Abstract

Screening of Maternal Toxoplasmosis in Pregnancy: Laboratory Diagnostics from the Perspective of Public Health Requirements

Sagel U and Krämer A

Serological screening for maternal Toxoplasma infections in pregnancy has been questioned recently. We analyze some diagnostic difficulties for routine laboratories, poor public health guidance of existing screening programs, and their mutual worsening impact on the efficacy of the programs and on toxoplasmosis research. False positive screening tests may be more likely than true maternal Toxoplasma infections and diagnosis often depends on confirmatory testing in experienced reference laboratories. Apart from clear seroconversions, any marker to assign the time point of infection
to the ongoing pregnancy (IgM, IgG avidity, etc.) suffers from important limitations.
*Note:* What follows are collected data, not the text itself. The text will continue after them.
use serde::{Deserialize, Serialize};
use serde_json::Value;

#[derive(Debug, Clone, Serialize, Deserialize, PartialEq)]
pub struct ChatMessage {
    pub role: String,
    pub content: String,
}

impl ChatMessage {
    pub fn new(role: impl Into<String>, content: impl Into<String>) -> Self {
        Self {
            role: role.into(),
            content: content.into(),
        }
    }

    pub fn system(content: impl Into<String>) -> Self {
        Self::new("system", content)
    }

    pub fn user(content: impl Into<String>) -> Self {
        Self::new("user", content)
    }
}

#[derive(Debug, Clone, Serialize)]
pub struct ChatCompletionRequest {
    pub model: String,
    pub messages: Vec<ChatMessage>,
    pub temperature: f32,
    pub max_tokens: u32,
}

/// Provider response shapes are deliberately loose: every field is optional
/// and `content` is an untyped value, so missing or wrongly-typed fields are
/// ordinary cases rather than deserialization failures.
#[derive(Debug, Clone, Default, Deserialize, Serialize)]
pub struct ChatCompletionResponse {
    pub id: Option<String>,
    pub model: Option<String>,
    pub choices: Option<Vec<ChatChoice>>,
    pub usage: Option<TokenUsage>,
}

#[derive(Debug, Clone, Deserialize, Serialize)]
pub struct ChatChoice {
    pub message: Option<ResponseMessage>,
}

#[derive(Debug, Clone, Deserialize, Serialize)]
pub struct ResponseMessage {
    pub role: Option<String>,
    pub content: Option<Value>,
}

#[derive(Debug, Clone, Copy, Default, Deserialize, Serialize)]
pub struct TokenUsage {
    pub prompt_tokens: Option<i64>,
    pub completion_tokens: Option<i64>,
    pub total_tokens: Option<i64>,
}

impl ChatCompletionResponse {
    /// The first choice's content, only if it is actually a string.
    pub fn content_text(&self) -> Option<&str> {
        self.choices
            .as_ref()?
            .first()?
            .message
            .as_ref()?
            .content
            .as_ref()?
            .as_str()
    }
}

#[derive(Debug, Clone, Serialize)]
pub struct ModerationRequest {
    pub input: String,
}

#[derive(Debug, Clone, Default, Deserialize, Serialize)]
pub struct ModerationResponse {
    pub results: Option<Vec<ModerationResult>>,
}

#[derive(Debug, Clone, Default, Deserialize, Serialize)]
pub struct ModerationResult {
    pub flagged: Option<bool>,
    pub categories: Option<Value>,
}

impl ModerationResponse {
    pub fn flagged(&self) -> bool {
        self.results
            .as_ref()
            .and_then(|r| r.first())
            .and_then(|r| r.flagged)
            .unwrap_or(false)
    }
}

#[cfg(test)]
mod tests {
    use super::*;
    use serde_json::json;

    #[test]
    fn test_content_text_happy_path() {
        let response: ChatCompletionResponse = serde_json::from_value(json!({
            "id": "chatcmpl-1",
            "model": "gpt-4o-mini",
            "choices": [{"message": {"role": "assistant", "content": "Hello"}}],
            "usage": {"prompt_tokens": 10, "completion_tokens": 5, "total_tokens": 15}
        }))
        .unwrap();

        assert_eq!(response.content_text(), Some("Hello"));
        assert_eq!(response.usage.unwrap().total_tokens, Some(15));
    }

    #[test]
    fn test_content_text_missing_fields() {
        let empty: ChatCompletionResponse = serde_json::from_value(json!({})).unwrap();
        assert_eq!(empty.content_text(), None);

        let no_message: ChatCompletionResponse =
            serde_json::from_value(json!({"choices": [{}]})).unwrap();
        assert_eq!(no_message.content_text(), None);
    }

    #[test]
    fn test_content_text_wrong_type() {
        let response: ChatCompletionResponse = serde_json::from_value(json!({
            "choices": [{"message": {"content": {"unexpected": "object"}}}]
        }))
        .unwrap();
        assert_eq!(response.content_text(), None);
    }

    #[test]
    fn test_moderation_flagged() {
        let flagged: ModerationResponse = serde_json::from_value(json!({
            "results": [{"flagged": true, "categories": {"hate": true}}]
        }))
        .unwrap();
        assert!(flagged.flagged());

        let clean: ModerationResponse =
            serde_json::from_value(json!({"results": [{"flagged": false}]})).unwrap();
        assert!(!clean.flagged());

        let empty = ModerationResponse::default();
        assert!(!empty.flagged());
    }
}
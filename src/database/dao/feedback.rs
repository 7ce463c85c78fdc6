use crate::database::entities::{FeedbackRecord, Rating, ai_feedback};
use crate::database::{DatabaseError, DatabaseResult};
use chrono::Utc;
use sea_orm::{
    ActiveModelTrait, ActiveValue, ColumnTrait, DatabaseConnection, EntityTrait, PaginatorTrait,
    QueryFilter, Set,
};
use serde::Serialize;

#[derive(Debug, Serialize)]
pub struct FeedbackStats {
    pub total: u64,
    pub helpful: u64,
    pub not_helpful: u64,
    pub helpful_percentage: f64,
}

pub struct FeedbackDao {
    db: DatabaseConnection,
}

impl FeedbackDao {
    pub fn new(db: DatabaseConnection) -> Self {
        Self { db }
    }

    /// Insert a feedback row. Callers verify the referenced log exists first;
    /// SQLite deployments have no foreign key backstop.
    pub async fn create(
        &self,
        ai_log_id: i32,
        user_id: Option<i32>,
        rating: Rating,
        comment: Option<String>,
    ) -> DatabaseResult<FeedbackRecord> {
        let active_model = ai_feedback::ActiveModel {
            id: ActiveValue::NotSet,
            ai_log_id: Set(ai_log_id),
            user_id: Set(user_id),
            rating: Set(rating),
            comment: Set(comment),
            created_at: Set(Utc::now()),
        };

        active_model
            .insert(&self.db)
            .await
            .map_err(|e| DatabaseError::Database(e.to_string()))
    }

    pub async fn count_for_log(&self, ai_log_id: i32) -> DatabaseResult<u64> {
        ai_feedback::Entity::find()
            .filter(ai_feedback::Column::AiLogId.eq(ai_log_id))
            .count(&self.db)
            .await
            .map_err(|e| DatabaseError::Database(e.to_string()))
    }

    pub async fn stats(&self) -> DatabaseResult<FeedbackStats> {
        let helpful = ai_feedback::Entity::find()
            .filter(ai_feedback::Column::Rating.eq(Rating::Helpful))
            .count(&self.db)
            .await
            .map_err(|e| DatabaseError::Database(e.to_string()))?;

        let not_helpful = ai_feedback::Entity::find()
            .filter(ai_feedback::Column::Rating.eq(Rating::NotHelpful))
            .count(&self.db)
            .await
            .map_err(|e| DatabaseError::Database(e.to_string()))?;

        let total = helpful + not_helpful;
        let helpful_percentage = if total == 0 {
            0.0
        } else {
            (helpful as f64 / total as f64 * 10_000.0).round() / 100.0
        };

        Ok(FeedbackStats {
            total,
            helpful,
            not_helpful,
            helpful_percentage,
        })
    }
}
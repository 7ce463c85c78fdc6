use super::{CacheBackend, CacheError, CacheResult};
use async_trait::async_trait;
use redis::{AsyncCommands, Client};
use serde_json::Value;
use std::sync::Arc;
use std::time::Duration;
use tokio::sync::Mutex;

/// Redis-backed cache sharing one multiplexed connection, re-established
/// when a ping fails.
#[derive(Clone)]
pub struct RedisCache {
    client: Client,
    connection: Arc<Mutex<Option<redis::aio::MultiplexedConnection>>>,
    key_prefix: String,
}

impl RedisCache {
    pub fn new(redis_url: &str, key_prefix: String) -> CacheResult<Self> {
        let client = Client::open(redis_url)
            .map_err(|e| CacheError::Cache(format!("Redis client error: {}", e)))?;

        Ok(Self {
            client,
            connection: Arc::new(Mutex::new(None)),
            key_prefix,
        })
    }

    async fn get_connection(&self) -> CacheResult<redis::aio::MultiplexedConnection> {
        let mut conn_guard = self.connection.lock().await;

        if let Some(conn) = conn_guard.take() {
            if Self::ping(&conn).await.is_ok() {
                return Ok(conn);
            }
        }

        self.client
            .get_multiplexed_tokio_connection()
            .await
            .map_err(|e| CacheError::Connection(format!("Connection failed: {}", e)))
    }

    async fn ping(conn: &redis::aio::MultiplexedConnection) -> Result<(), redis::RedisError> {
        let mut conn = conn.clone();
        let _: String = redis::cmd("PING").query_async(&mut conn).await?;
        Ok(())
    }

    async fn return_connection(&self, conn: redis::aio::MultiplexedConnection) {
        *self.connection.lock().await = Some(conn);
    }

    fn prefixed_key(&self, key: &str) -> String {
        format!("{}{}", self.key_prefix, key)
    }
}

#[async_trait]
impl CacheBackend for RedisCache {
    async fn get(&self, key: &str) -> CacheResult<Option<Value>> {
        let key = self.prefixed_key(key);
        let mut conn = self.get_connection().await?;

        let result: Option<String> = conn
            .get(&key)
            .await
            .map_err(|e| CacheError::Cache(e.to_string()))?;

        self.return_connection(conn).await;

        match result {
            Some(data) => {
                let value = serde_json::from_str(&data)
                    .map_err(|e| CacheError::Serialization(e.to_string()))?;
                Ok(Some(value))
            }
            None => Ok(None),
        }
    }

    async fn put(&self, key: &str, value: Value, ttl: Duration) -> CacheResult<()> {
        let key = self.prefixed_key(key);
        let data =
            serde_json::to_string(&value).map_err(|e| CacheError::Serialization(e.to_string()))?;
        let mut conn = self.get_connection().await?;

        if ttl.is_zero() {
            let _: () = conn
                .set(&key, data)
                .await
                .map_err(|e| CacheError::Cache(e.to_string()))?;
        } else {
            let _: () = conn
                .set_ex(&key, data, ttl.as_secs())
                .await
                .map_err(|e| CacheError::Cache(e.to_string()))?;
        }

        self.return_connection(conn).await;
        Ok(())
    }

    async fn delete(&self, key: &str) -> CacheResult<()> {
        let key = self.prefixed_key(key);
        let mut conn = self.get_connection().await?;

        let _: () = conn
            .del(&key)
            .await
            .map_err(|e| CacheError::Cache(e.to_string()))?;

        self.return_connection(conn).await;
        Ok(())
    }

    async fn health_check(&self) -> CacheResult<()> {
        let mut conn = self.get_connection().await?;
        let _: String = redis::cmd("PING")
            .query_async(&mut conn)
            .await
            .map_err(|e| CacheError::Cache(format!("Ping failed: {}", e)))?;

        self.return_connection(conn).await;
        Ok(())
    }
}
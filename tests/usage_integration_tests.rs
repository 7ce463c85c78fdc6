use assistant_gateway::database::dao::usage::current_month;
use assistant_gateway::test_utils::{TestServerBuilder, body_json, get_request, post_json};
use axum::http::StatusCode;
use serde_json::json;
use tower::ServiceExt;

#[tokio::test]
async fn test_authenticated_requests_accumulate_usage() {
    let test_server = TestServerBuilder::new()
        .with_usage(12, 8, 20)
        .with_cache_disabled()
        .build()
        .await;
    let user = test_server.create_user("spender@example.com").await;
    let token = test_server.token_for(user.id);
    let app = test_server.app();

    for prompt in ["first question", "second question"] {
        let response = app
            .clone()
            .oneshot(post_json(
                "/api/ai/assistant",
                json!({"prompt": prompt}),
                Some(&token),
            ))
            .await
            .unwrap();
        assert_eq!(response.status(), StatusCode::OK);
    }

    let response = app
        .oneshot(get_request("/api/ai/usage", Some(&token)))
        .await
        .unwrap();
    assert_eq!(response.status(), StatusCode::OK);

    let body = body_json(response).await;
    assert_eq!(body["usage"]["usage"], 40);
    assert_eq!(body["usage"]["limit_exceeded"], false);

    let history = body["history"].as_array().unwrap();
    assert_eq!(history.len(), 1);
    assert_eq!(history[0]["tokens_used"], 40);
}

#[tokio::test]
async fn test_anonymous_requests_record_no_usage() {
    let test_server = TestServerBuilder::new().with_usage(10, 10, 20).build().await;
    let user = test_server.create_user("observer@example.com").await;
    let app = test_server.app();

    let response = app
        .oneshot(post_json(
            "/api/ai/assistant",
            json!({"prompt": "anonymous question"}),
            None,
        ))
        .await
        .unwrap();
    assert_eq!(response.status(), StatusCode::OK);

    let used = test_server
        .database()
        .usage()
        .tokens_used_in_month(user.id, &current_month())
        .await
        .unwrap();
    assert_eq!(used, 0);
}

#[tokio::test]
async fn test_feedback_flow_through_stats() {
    let test_server = TestServerBuilder::new().build().await;
    let user = test_server.create_user("reviewer@example.com").await;
    let token = test_server.token_for(user.id);
    let app = test_server.app();

    let response = app
        .clone()
        .oneshot(post_json(
            "/api/ai/assistant",
            json!({"prompt": "rate this later"}),
            None,
        ))
        .await
        .unwrap();
    let log_id = body_json(response).await["id"].as_i64().unwrap();

    let response = app
        .clone()
        .oneshot(post_json(
            "/api/ai/feedback",
            json!({"response_id": log_id, "rating": "helpful", "comment": "good answer"}),
            Some(&token),
        ))
        .await
        .unwrap();
    assert_eq!(response.status(), StatusCode::OK);

    let response = app
        .oneshot(get_request("/api/ai/feedback/stats", Some(&token)))
        .await
        .unwrap();
    assert_eq!(response.status(), StatusCode::OK);

    let body = body_json(response).await;
    assert_eq!(body["total"], 1);
    assert_eq!(body["helpful"], 1);
    assert_eq!(body["helpful_percentage"], 100.0);
}
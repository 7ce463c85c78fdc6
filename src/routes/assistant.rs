use crate::assistant::types::{AssistantRequest, AssistantResponse};
use crate::auth::OptionalUser;
use crate::error::AppError;
use crate::server::Server;
use axum::{Json, Router, extract::State, routing::post};

pub fn create_assistant_routes() -> Router<Server> {
    Router::new()
        .route("/assistant", post(handle_assistant))
        .route("/report", post(handle_report))
}

async fn handle_assistant(
    State(server): State<Server>,
    OptionalUser(user): OptionalUser,
    Json(body): Json<AssistantRequest>,
) -> Result<Json<AssistantResponse>, AppError> {
    let outcome = server
        .assistant
        .generate(body, user.map(|u| u.id))
        .await?;
    Ok(Json(outcome.response))
}

async fn handle_report(
    State(server): State<Server>,
    OptionalUser(user): OptionalUser,
) -> Result<Json<AssistantResponse>, AppError> {
    let outcome = server.assistant.generate_report(user.map(|u| u.id)).await?;
    Ok(Json(outcome.response))
}
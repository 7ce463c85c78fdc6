use super::{CacheBackend, CacheResult};
use async_trait::async_trait;
use chrono::{DateTime, Utc};
use serde_json::Value;
use std::collections::HashMap;
use std::sync::Arc;
use std::time::Duration;
use tokio::sync::RwLock;

#[derive(Clone)]
struct CacheEntry {
    data: Value,
    expires_at: Option<DateTime<Utc>>,
}

impl CacheEntry {
    fn is_expired(&self) -> bool {
        self.expires_at.is_some_and(|exp| Utc::now() > exp)
    }
}

/// In-process cache for single-instance deployments and tests.
#[derive(Clone, Default)]
pub struct MemoryCache {
    store: Arc<RwLock<HashMap<String, CacheEntry>>>,
}

impl MemoryCache {
    pub fn new() -> Self {
        Self::default()
    }
}

#[async_trait]
impl CacheBackend for MemoryCache {
    async fn get(&self, key: &str) -> CacheResult<Option<Value>> {
        let expired = {
            let store = self.store.read().await;
            match store.get(key) {
                Some(entry) if entry.is_expired() => true,
                Some(entry) => return Ok(Some(entry.data.clone())),
                None => return Ok(None),
            }
        };

        if expired {
            self.store.write().await.remove(key);
        }
        Ok(None)
    }

    async fn put(&self, key: &str, value: Value, ttl: Duration) -> CacheResult<()> {
        let expires_at = if ttl.is_zero() {
            None
        } else {
            Some(Utc::now() + chrono::Duration::from_std(ttl).unwrap_or(chrono::Duration::zero()))
        };

        let mut store = self.store.write().await;
        store.insert(
            key.to_string(),
            CacheEntry {
                data: value,
                expires_at,
            },
        );
        Ok(())
    }

    async fn delete(&self, key: &str) -> CacheResult<()> {
        self.store.write().await.remove(key);
        Ok(())
    }

    async fn health_check(&self) -> CacheResult<()> {
        Ok(())
    }
}
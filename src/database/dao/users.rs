use crate::database::entities::{UserRecord, users};
use crate::database::{DatabaseError, DatabaseResult};
use chrono::Utc;
use sea_orm::{
    ActiveModelTrait, ActiveValue, ColumnTrait, DatabaseConnection, EntityTrait, QueryFilter, Set,
};

pub struct UsersDao {
    db: DatabaseConnection,
}

impl UsersDao {
    pub fn new(db: DatabaseConnection) -> Self {
        Self { db }
    }

    pub async fn create(&self, email: &str, display_name: &str) -> DatabaseResult<UserRecord> {
        let active_model = users::ActiveModel {
            id: ActiveValue::NotSet,
            email: Set(email.to_string()),
            display_name: Set(display_name.to_string()),
            created_at: Set(Utc::now()),
        };

        active_model
            .insert(&self.db)
            .await
            .map_err(|e| DatabaseError::Database(e.to_string()))
    }

    pub async fn find_by_id(&self, id: i32) -> DatabaseResult<Option<UserRecord>> {
        users::Entity::find_by_id(id)
            .one(&self.db)
            .await
            .map_err(|e| DatabaseError::Database(e.to_string()))
    }

    pub async fn find_by_email(&self, email: &str) -> DatabaseResult<Option<UserRecord>> {
        users::Entity::find()
            .filter(users::Column::Email.eq(email))
            .one(&self.db)
            .await
            .map_err(|e| DatabaseError::Database(e.to_string()))
    }
}
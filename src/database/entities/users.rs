use chrono::{DateTime, Utc};
use sea_orm::entity::prelude::*;
use serde::{Deserialize, Serialize};

#[derive(Clone, Debug, PartialEq, DeriveEntityModel, Serialize, Deserialize)]
#[sea_orm(table_name = "users")]
pub struct Model {
    #[sea_orm(primary_key)]
    pub id: i32,
    #[sea_orm(unique)]
    pub email: String,
    pub display_name: String,
    pub created_at: DateTime<Utc>,
}

#[derive(Copy, Clone, Debug, EnumIter, DeriveRelation)]
pub enum Relation {}

impl ActiveModelBehavior for ActiveModel {}

impl Model {
    pub fn new(email: &str, display_name: &str) -> Self {
        Self {
            id: 0,
            email: email.to_string(),
            display_name: display_name.to_string(),
            created_at: Utc::now(),
        }
    }
}
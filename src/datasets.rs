use serde_json::Value;
use std::path::{Path, PathBuf};
use tracing::warn;

/// Read-only store of named JSON datasets loaded from a directory.
///
/// Every access re-reads the backing file, so dataset edits on disk show up
/// without a restart. Missing or corrupt files degrade to an empty dataset.
#[derive(Debug, Clone)]
pub struct DatasetStore {
    base_path: PathBuf,
}

pub const SALES_DATA: &str = "sales_data";
pub const SALES_TARGETS: &str = "sales_targets";
pub const TEAMS: &str = "teams";
pub const EMPLOYEES: &str = "employees";
pub const CUSTOMERS: &str = "customers";

impl DatasetStore {
    pub fn new<P: AsRef<Path>>(base_path: P) -> Self {
        Self {
            base_path: base_path.as_ref().to_path_buf(),
        }
    }

    /// Load a named dataset as a JSON array. Missing or unparseable files
    /// return an empty array.
    pub fn dataset(&self, name: &str) -> Vec<Value> {
        let path = self.base_path.join(format!("{}.json", name));

        let contents = match std::fs::read_to_string(&path) {
            Ok(contents) => contents,
            Err(e) => {
                warn!(dataset = name, path = %path.display(), "dataset file unreadable: {}", e);
                return Vec::new();
            }
        };

        match serde_json::from_str::<Value>(&contents) {
            Ok(Value::Array(records)) => records,
            Ok(_) => {
                warn!(dataset = name, "dataset is not a JSON array");
                Vec::new()
            }
            Err(e) => {
                warn!(dataset = name, "dataset failed to parse: {}", e);
                Vec::new()
            }
        }
    }

    /// Sales records matching an exact (quarter, year) pair, e.g. ("Q1", 2024).
    pub fn sales_for_quarter(&self, quarter: &str, year: i64) -> Vec<Value> {
        self.dataset(SALES_DATA)
            .into_iter()
            .filter(|record| {
                record.get("year").and_then(Value::as_i64) == Some(year)
                    && record
                        .get("quarter")
                        .and_then(Value::as_str)
                        .is_some_and(|q| q.eq_ignore_ascii_case(quarter))
            })
            .collect()
    }

    /// Case-insensitive employee lookup by full name.
    pub fn employee_by_name(&self, name: &str) -> Option<Value> {
        Self::find_by_name(self.dataset(EMPLOYEES), name)
    }

    /// Case-insensitive customer lookup by company name.
    pub fn customer_by_name(&self, name: &str) -> Option<Value> {
        Self::find_by_name(self.dataset(CUSTOMERS), name)
    }

    fn find_by_name(records: Vec<Value>, name: &str) -> Option<Value> {
        let needle = name.trim();
        records.into_iter().find(|record| {
            record
                .get("name")
                .and_then(Value::as_str)
                .is_some_and(|n| n.trim().eq_ignore_ascii_case(needle))
        })
    }
}
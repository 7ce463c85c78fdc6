use chrono::{DateTime, Utc};
use rust_decimal::Decimal;
use sea_orm::entity::prelude::*;
use serde::{Deserialize, Serialize};

/// Running token/cost totals, one row per (user, calendar month).
/// Totals only ever increase through the accounting path.
#[derive(Clone, Debug, PartialEq, DeriveEntityModel, Serialize, Deserialize)]
#[sea_orm(table_name = "user_ai_usage")]
pub struct Model {
    #[sea_orm(primary_key)]
    pub id: i32,
    pub user_id: i32,
    /// Year-month key, e.g. "2025-04"
    pub month: String,
    pub tokens_used: i64,
    #[sea_orm(column_type = "Decimal(Some((10, 6)))")]
    pub estimated_cost: Decimal,
    pub created_at: DateTime<Utc>,
    pub updated_at: DateTime<Utc>,
}

#[derive(Copy, Clone, Debug, EnumIter, DeriveRelation)]
pub enum Relation {}

impl ActiveModelBehavior for ActiveModel {}
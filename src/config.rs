use config::{Config as ConfigBuilder, ConfigError, Environment, File};
use serde::{Deserialize, Serialize};
use std::path::Path;

#[derive(Debug, Clone, Serialize, Deserialize)]
pub struct Config {
    pub server: ServerConfig,
    pub database: DatabaseConfig,
    pub cache: CacheConfig,
    pub openai: OpenAiConfig,
    pub moderation: ModerationConfig,
    pub limits: LimitsConfig,
    pub datasets: DatasetsConfig,
    pub auth: AuthConfig,
    pub logging: LoggingConfig,
}

#[derive(Debug, Clone, Serialize, Deserialize)]
pub struct ServerConfig {
    pub host: String,
    pub port: u16,
}

#[derive(Debug, Clone, Serialize, Deserialize)]
pub struct DatabaseConfig {
    pub url: String,
}

#[derive(Debug, Clone, Serialize, Deserialize)]
pub struct CacheConfig {
    /// "memory" or "redis"
    pub backend: String,
    pub redis_url: String,
    pub key_prefix: String,
    pub response: ResponseCacheConfig,
}

#[derive(Debug, Clone, Serialize, Deserialize)]
pub struct ResponseCacheConfig {
    pub enabled: bool,
    pub ttl_seconds: u64,
}

#[derive(Debug, Clone, Serialize, Deserialize)]
pub struct OpenAiConfig {
    pub api_key: String,
    pub base_url: String,
    pub model: String,
    pub timeout_seconds: u64,
    pub retry_times: u32,
    pub retry_delay_ms: u64,
}

#[derive(Debug, Clone, Serialize, Deserialize)]
pub struct ModerationConfig {
    pub enabled: bool,
    pub prohibited_terms: Vec<String>,
}

#[derive(Debug, Clone, Serialize, Deserialize)]
pub struct LimitsConfig {
    pub monthly_token_limit: i64,
    pub max_prompt_length: usize,
}

#[derive(Debug, Clone, Serialize, Deserialize)]
pub struct DatasetsConfig {
    pub path: String,
}

#[derive(Debug, Clone, Serialize, Deserialize)]
pub struct AuthConfig {
    pub jwt_secret: String,
    pub token_expiry_seconds: u64,
}

#[derive(Debug, Clone, Serialize, Deserialize)]
pub struct LoggingConfig {
    pub level: String,
}

impl Default for Config {
    fn default() -> Self {
        Self {
            server: ServerConfig {
                host: "0.0.0.0".to_string(),
                port: 3000,
            },
            database: DatabaseConfig {
                url: "sqlite://assistant.db?mode=rwc".to_string(),
            },
            cache: CacheConfig {
                backend: "memory".to_string(),
                redis_url: "redis://localhost:6379".to_string(),
                key_prefix: "assistant:".to_string(),
                response: ResponseCacheConfig {
                    enabled: true,
                    ttl_seconds: 86400,
                },
            },
            openai: OpenAiConfig {
                api_key: String::new(),
                base_url: "https://api.openai.com/v1".to_string(),
                model: "gpt-4o-mini".to_string(),
                timeout_seconds: 60,
                retry_times: 2,
                retry_delay_ms: 150,
            },
            moderation: ModerationConfig {
                enabled: true,
                prohibited_terms: vec![
                    "offensive".to_string(),
                    "inappropriate".to_string(),
                    "harmful".to_string(),
                ],
            },
            limits: LimitsConfig {
                monthly_token_limit: 100_000,
                max_prompt_length: 4096,
            },
            datasets: DatasetsConfig {
                path: "data/assistant".to_string(),
            },
            auth: AuthConfig {
                jwt_secret: "change-me".to_string(),
                token_expiry_seconds: 3600,
            },
            logging: LoggingConfig {
                level: "info".to_string(),
            },
        }
    }
}

impl Config {
    pub fn load() -> Result<Self, ConfigError> {
        let mut builder =
            ConfigBuilder::builder().add_source(config::Config::try_from(&Config::default())?);

        if Path::new("config.yaml").exists() {
            builder = builder.add_source(File::with_name("config"));
        }

        builder = builder.add_source(
            Environment::with_prefix("ASSISTANT")
                .prefix_separator("_")
                .separator("__"),
        );

        builder.build()?.try_deserialize()
    }

    pub fn load_from_file<P: AsRef<Path>>(path: P) -> Result<Self, ConfigError> {
        let mut builder =
            ConfigBuilder::builder().add_source(config::Config::try_from(&Config::default())?);

        if path.as_ref().exists() {
            builder = builder.add_source(File::from(path.as_ref()));
        }

        builder = builder.add_source(
            Environment::with_prefix("ASSISTANT")
                .prefix_separator("_")
                .separator("__"),
        );

        builder.build()?.try_deserialize()
    }
}

#[cfg(test)]
mod tests {
    use super::*;
    use std::io::Write;
    use tempfile::NamedTempFile;

    #[test]
    fn test_config_default() {
        let config = Config::default();
        assert_eq!(config.server.host, "0.0.0.0");
        assert_eq!(config.server.port, 3000);
        assert_eq!(config.openai.model, "gpt-4o-mini");
        assert_eq!(config.openai.retry_times, 2);
        assert_eq!(config.limits.monthly_token_limit, 100_000);
        assert_eq!(config.limits.max_prompt_length, 4096);
        assert!(config.moderation.enabled);
        assert_eq!(config.moderation.prohibited_terms.len(), 3);
        assert!(config.cache.response.enabled);
        assert_eq!(config.cache.response.ttl_seconds, 86400);
        assert_eq!(config.logging.level, "info");
    }

    #[test]
    fn test_config_load_from_yaml_file() {
        let yaml_content = r#"
server:
  host: "127.0.0.1"
  port: 4000
openai:
  model: "gpt-4o"
  timeout_seconds: 30
limits:
  monthly_token_limit: 50000
cache:
  response:
    enabled: false
logging:
  level: "warn"
"#;

        let mut temp_file = NamedTempFile::with_suffix(".yaml").unwrap();
        temp_file.write_all(yaml_content.as_bytes()).unwrap();

        let config = Config::load_from_file(temp_file.path()).unwrap();

        assert_eq!(config.server.host, "127.0.0.1");
        assert_eq!(config.server.port, 4000);
        assert_eq!(config.openai.model, "gpt-4o");
        assert_eq!(config.openai.timeout_seconds, 30);
        assert_eq!(config.limits.monthly_token_limit, 50000);
        assert!(!config.cache.response.enabled);
        assert_eq!(config.logging.level, "warn");
        // Untouched sections keep their defaults
        assert_eq!(config.limits.max_prompt_length, 4096);
        assert_eq!(config.openai.base_url, "https://api.openai.com/v1");
    }

    #[test]
    fn test_config_missing_file_uses_defaults() {
        let config = Config::load_from_file("nonexistent.yaml").unwrap();
        assert_eq!(config.server.port, 3000);
        assert_eq!(config.openai.model, "gpt-4o-mini");
    }
}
With poor screening compliance, many screening alerts come from first serum samples in pregnancy that are cumbersome to test, while seroconversions are seldom observed due to missing follow-up samples in late pregnancy. From a public health perspective, inadequate epidemiological assessment and research, insufficient quality control for compliance and little consideration of diagnostic peculiarities for the design of more effective preventive programs has resulted in poor performance. These shortcomings have contributed to the present doubts about preventive Toxoplasma screening in pregnancy. We
recommend that a team of public health decision makers, epidemiologists and experts from toxoplasmosis reference laboratories reevaluates the existing activities in a given country to build up a well-designed preventive program that avoids these drawbacks.